Читать «Парижане. История приключений в Париже.» онлайн - страница 267
Грэм Робб
Его сообщение, по крайней мере, оставило проблеск надежды: «Эта седловина…» Ее существование не отрицалось впрямую. В таком случае следующим шагом логично было попытаться сделать так, чтобы эта седловина была обозначена на карте и был поставлен соответствующий дорожный знак.
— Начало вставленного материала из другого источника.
//! The self-contained encrypted entry format.
//!
//! Layout of the decoded bytes:
//!
//! ```text
//! +-----------+------------+---------------------------+
//! | salt (16) | nonce (12) | ciphertext + GCM tag (16) |
//! +-----------+------------+---------------------------+
//! ```
//!
//! The whole thing is rendered as standard, padded Base64 so it can live in a
//! flat text file.

use base64::engine::general_purpose::STANDARD;
use base64::Engine;

use crate::error::{DaybookError, Result};

/// Salt length in bytes.
pub const SALT_LEN: usize = 16;

/// AES-GCM nonce length in bytes.
pub const NONCE_LEN: usize = 12;

/// Authentication tag length in bytes.
pub const TAG_LEN: usize = 16;

/// Bytes that precede the ciphertext.
pub const HEADER_LEN: usize = SALT_LEN + NONCE_LEN;

/// Base64 text of an encrypted entry.
///
/// Construction only checks that the text is valid Base64. The length check
/// happens in [`EncodedBlob::decode`], so a truncated value loads fine and
/// fails when someone tries to read it.
#[derive(Debug, Clone, PartialEq, Eq)]
pub struct EncodedBlob(String);

impl EncodedBlob {
    /// Wrap Base64 text read from storage.
    ///
    /// # Errors
    ///
    /// Returns `DaybookError::MalformedBlob` if the text is not valid Base64.
    pub fn from_base64(text: impl Into<String>) -> Result<Self> {
        let text = text.into();
        STANDARD
            .decode(text.as_bytes())
            .map_err(|e| DaybookError::MalformedBlob(format!("invalid Base64: {}", e)))?;
        Ok(Self(text))
    }

    /// Assemble a blob from its parts.
    pub(crate) fn from_parts(salt: &[u8], nonce: &[u8], ciphertext: &[u8]) -> Self {
        let mut combined = Vec::with_capacity(salt.len() + nonce.len() + ciphertext.len());
        combined.extend_from_slice(salt);
        combined.extend_from_slice(nonce);
        combined.extend_from_slice(ciphertext);
        Self(STANDARD.encode(combined))
    }

    /// The Base64 text as stored on disk.
    pub fn as_str(&self) -> &str {
        &self.0
    }

    /// Decode into salt, nonce and ciphertext.
    ///
    /// # Errors
    ///
    /// Returns `DaybookError::MalformedBlob` if the text is not Base64 or the
    /// decoded bytes are shorter than the 28-byte header.
    pub fn decode(&self) -> Result<BlobParts> {
        let bytes = STANDARD
            .decode(self.0.as_bytes())
            .map_err(|e| DaybookError::MalformedBlob(format!("invalid Base64: {}", e)))?;
        if bytes.len() < HEADER_LEN {
            return Err(DaybookError::MalformedBlob(format!(
                "expected at least {} bytes, got {}",
                HEADER_LEN,
                bytes.len()
            )));
        }
        Ok(BlobParts { bytes })
    }
}

impl std::fmt::Display for EncodedBlob {
    fn fmt(&self, f: &mut std::fmt::Formatter<'_>) -> std::fmt::Result {
        f.write_str(&self.0)
    }
}

/// Decoded blob bytes, split on demand.
#[derive(Debug)]
pub struct BlobParts {
    bytes: Vec<u8>,
}

impl BlobParts {
    pub fn salt(&self) -> &[u8] {
        &self.bytes[..SALT_LEN]
    }

    pub fn nonce(&self) -> &[u8] {
        &self.bytes[SALT_LEN..HEADER_LEN]
    }

    /// Ciphertext with the trailing authentication tag.
    pub fn ciphertext(&self) -> &[u8] {
        &self.bytes[HEADER_LEN..]
    }
}

#[cfg(test)]
mod tests {
    use super::*;

    #[test]
    fn test_parts_split_at_header() {
        let salt = [1u8; SALT_LEN];
        let nonce = [2u8; NONCE_LEN];
        let ciphertext = [3u8; 20];

        let blob = EncodedBlob::from_parts(&salt, &nonce, &ciphertext);
        let parts = blob.decode().unwrap();

        assert_eq!(parts.salt(), &salt);
        assert_eq!(parts.nonce(), &nonce);
        assert_eq!(parts.ciphertext(), &ciphertext);
    }

    #[test]
    fn test_header_only_blob_decodes_with_empty_ciphertext() {
        let blob = EncodedBlob::from_base64(STANDARD.encode([0u8; HEADER_LEN])).unwrap();
        let parts = blob.decode().unwrap();
        assert!(parts.ciphertext().is_empty());
    }

    #[test]
    fn test_short_blob_is_malformed() {
        let blob = EncodedBlob::from_base64(STANDARD.encode([0u8; HEADER_LEN - 1])).unwrap();
        let err = blob.decode().unwrap_err();
        assert!(matches!(err, DaybookError::MalformedBlob(_)));
        assert!(err.to_string().contains("got 27"));
    }

    #[test]
    fn test_invalid_base64_rejected() {
        let result = EncodedBlob::from_base64("not base64!!");
        assert!(matches!(result, Err(DaybookError::MalformedBlob(_))));
    }

    #[test]
    fn test_display_is_stored_text() {
        let text = STANDARD.encode([7u8; 40]);
        let blob = EncodedBlob::from_base64(text.clone()).unwrap();
        assert_eq!(blob.to_string(), text);
        assert_eq!(blob.as_str(), text);
    }
}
Я написал в Государственный институт географии по электронной и обычной почте, приложив соответствующие координаты и некоторые факты, добытые в результате поисков в библиотеке. Оказалось, что в те времена, когда префекты Рамбюто и Осман заменяли темные узкие улицы залитыми светом бульварами, археолог по имени Теодор Вакёр, внешне напоминавший «постоянно завитого ежа», сопел над обломками, пытаясь составить мысленный образ Лютеции. Он нашел римский форум под улицей Суффло и римскую арену рядом с улицей Монж. Вакёр был археологом, а не писателем, но после его смерти в 1912 г. из его огромного архива записей и набросков неким географом был извлечен научный труд. Там впервые открылось существование «седловины Ла-Шапель». С той поры немногие географы (но не картографы), шагая по постепенно разгребаемому прошлому Парижа через докембрийские русла рек и холмы, еще хранящие влагу древних морей, написали об этой седловине, которая располагалась на доисторическом «оловянном пути» из Британии в Средиземноморье.
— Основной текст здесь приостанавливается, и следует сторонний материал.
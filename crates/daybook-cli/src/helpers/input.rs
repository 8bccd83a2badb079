//! Input handling helpers for passphrase and entry body reading.

use std::io::{self, IsTerminal, Read};
use std::process::Command;
use std::time::{SystemTime, UNIX_EPOCH};

use dialoguer::Password;
use zeroize::Zeroizing;

use daybook_core::crypto::validate_passphrase;

use crate::constants::PASSPHRASE_ENV;
use crate::errors::CliError;

/// Read the passphrase from `DAYBOOK_PASSPHRASE`, if set and non-blank.
pub fn passphrase_from_env() -> Option<Zeroizing<String>> {
    std::env::var(PASSPHRASE_ENV)
        .ok()
        .filter(|v| !v.trim().is_empty())
        .map(Zeroizing::new)
}

/// Prompt for the passphrase of an existing journal.
pub fn prompt_passphrase(interactive: bool) -> anyhow::Result<Zeroizing<String>> {
    if !interactive {
        return Err(CliError::auth_failed_with_hint(
            "No passphrase provided and no TTY available.",
            format!("Set {} to unlock the journal non-interactively.", PASSPHRASE_ENV),
        )
        .into());
    }
    Password::new()
        .with_prompt("Passphrase")
        .allow_empty_password(true)
        .interact()
        .map(Zeroizing::new)
        .map_err(|e| anyhow::anyhow!("Failed to read passphrase: {}", e))
}

/// Prompt for a new passphrase with confirmation (for init), or read it from the environment.
pub fn prompt_new_passphrase(interactive: bool) -> anyhow::Result<Zeroizing<String>> {
    if let Some(value) = passphrase_from_env() {
        validate_passphrase(&value).map_err(|e| {
            CliError::invalid_input(format!("Passphrase does not meet requirements: {}", e))
        })?;
        return Ok(value);
    }
    if !interactive {
        return Err(CliError::invalid_input(format!(
            "No passphrase provided and no TTY available. Set {}.",
            PASSPHRASE_ENV
        ))
        .into());
    }
    loop {
        let passphrase = Password::new()
            .with_prompt("Enter passphrase")
            .with_confirmation("Confirm passphrase", "Passphrases do not match")
            .interact()
            .map(Zeroizing::new)
            .map_err(|e| anyhow::anyhow!("Failed to read passphrase: {}", e))?;
        if let Err(err) = validate_passphrase(&passphrase) {
            eprintln!("Passphrase does not meet requirements: {}", err);
            continue;
        }
        return Ok(passphrase);
    }
}

/// Read entry body from --body flag, stdin, or $EDITOR.
///
/// A blank result is returned as-is; storing it removes the entry.
pub fn read_entry_body(
    no_input: bool,
    body: Option<String>,
    editor_override: Option<&str>,
    initial_body: Option<&str>,
) -> anyhow::Result<String> {
    if let Some(value) = body {
        return Ok(value);
    }

    if !io::stdin().is_terminal() {
        let mut buffer = String::new();
        io::stdin()
            .read_to_string(&mut buffer)
            .map_err(|e| anyhow::anyhow!("Failed to read stdin: {}", e))?;
        let trimmed = buffer.trim_end().to_string();
        if trimmed.is_empty() {
            return Err(CliError::invalid_input(
                "No input provided on stdin; use --body \"\" to remove an entry",
            )
            .into());
        }
        return Ok(trimmed);
    }

    if no_input {
        return Err(CliError::invalid_input("--no-input requires --body or content on stdin").into());
    }

    read_body_from_editor(editor_override, initial_body)
}

/// Open $EDITOR to compose entry body.
fn read_body_from_editor(
    editor_override: Option<&str>,
    initial_body: Option<&str>,
) -> anyhow::Result<String> {
    let editor = editor_override
        .map(|value| value.to_string())
        .or_else(|| std::env::var("EDITOR").ok())
        .ok_or_else(|| {
            CliError::invalid_input("$EDITOR is not set; use --body or pipe content via stdin")
        })?;

    let nanos = SystemTime::now()
        .duration_since(UNIX_EPOCH)
        .map_err(|e| anyhow::anyhow!("System time error: {}", e))?
        .as_nanos();
    let filename = format!("daybook_entry_{}_{}.md", std::process::id(), nanos);
    let path = std::env::temp_dir().join(filename);

    let initial = initial_body.unwrap_or("");
    std::fs::write(&path, initial)
        .map_err(|e| anyhow::anyhow!("Failed to create temp file: {}", e))?;

    let status = Command::new(&editor).arg(&path).status();
    let status = match status {
        Ok(status) => status,
        Err(e) => {
            let _ = std::fs::remove_file(&path);
            return Err(anyhow::anyhow!("Failed to launch editor '{}': {}", editor, e));
        }
    };
    if !status.success() {
        let _ = std::fs::remove_file(&path);
        return Err(anyhow::anyhow!("Editor exited with failure"));
    }

    let contents = std::fs::read_to_string(&path)
        .map_err(|e| anyhow::anyhow!("Failed to read temp file: {}", e));
    let _ = std::fs::remove_file(&path);

    Ok(contents?.trim_end().to_string())
}

#[cfg(test)]
mod tests {
    use super::*;

    #[test]
    fn test_body_flag_wins() {
        let body = read_entry_body(true, Some("hello".to_string()), None, None).unwrap();
        assert_eq!(body, "hello");
    }

    #[test]
    fn test_blank_body_flag_is_kept() {
        let body = read_entry_body(true, Some("   ".to_string()), None, None).unwrap();
        assert!(body.trim().is_empty());
    }

    #[test]
    fn test_non_interactive_prompt_is_auth_failure() {
        let err = prompt_passphrase(false).unwrap_err();
        let cli_err = err.downcast_ref::<CliError>().unwrap();
        assert_eq!(cli_err.exit_code(), crate::constants::exit_codes::AUTH_FAILED);
    }
}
Прошли недели. То ли экспедиция к забытой седловине вышла из Винсенна и так и не вернулась, то ли мое письмо продолжило свой путь в макулатуру. Тем временем я написал мэру восемнадцатого округа и гражданским властям в Отель-де-Виль.
Спустя месяц пришло письмо из Государственного института географии. Оно подтвердило «географическое и топографическое существование» Парижской седловины – «самой низшей точки между Бют-Монмартром и Бют-Шомоном». Однако «до настоящего времени», продолжал поддразнивать автор, эта седловина так и не появилась на карте по двум причинам: во-первых, «городская застройка очень густа в этом районе»; во-вторых, «ее название не используется местными жителями». Другими словами, на карте было уже слишком много географических названий, и, если исследователь придет в Ла-Шапель с вопросом о седловине, на него будут озадаченно смотреть (если только, конечно, он случайно не обратится к географу или человеку, который написал историю прихода).
Я тщетно ждал ответов от муниципальных чиновников, которые могли не разделять картографической щепетильности Государственного института географии. Но к тому времени это, казалось, не имело значения. Оцинкованный знак для обозначения седловины, воткнутый в асфальт Ла-Шапель, стал бы просто своеобразным поводом для задержки, возможностью для велибистов сделать фото на память чуть более долговечной формой граффити – при условии, что можно было бы найти для него место среди других отрезвляющих утверждений городской жизни: «Проход запрещен», «Конец туристической зоны», «Нет права приоритетного проезда» и др.
Кое-что было всегда очевидно: город, построенный людьми, равнодушен к их желаниям. Он демонстрирует им в монолитной форме их выдумки, россказни о близких отношениях и славе, любви и вечной гордыне, легенды и истории, которые знал только один человек или которые заставили целые поколения верить в них. Он убеждает даже самых успешных людей, страдающих манией величия, в незначительности их мечты. Париж показывает свое истинное лицо с вершины башни Монпарнас, где охрана патрулирует вдоль ограждения от самоубийц. Большая часть этой галактики рассеивает вокруг себя свет, достигающий в темноте горизонта во всех направлениях.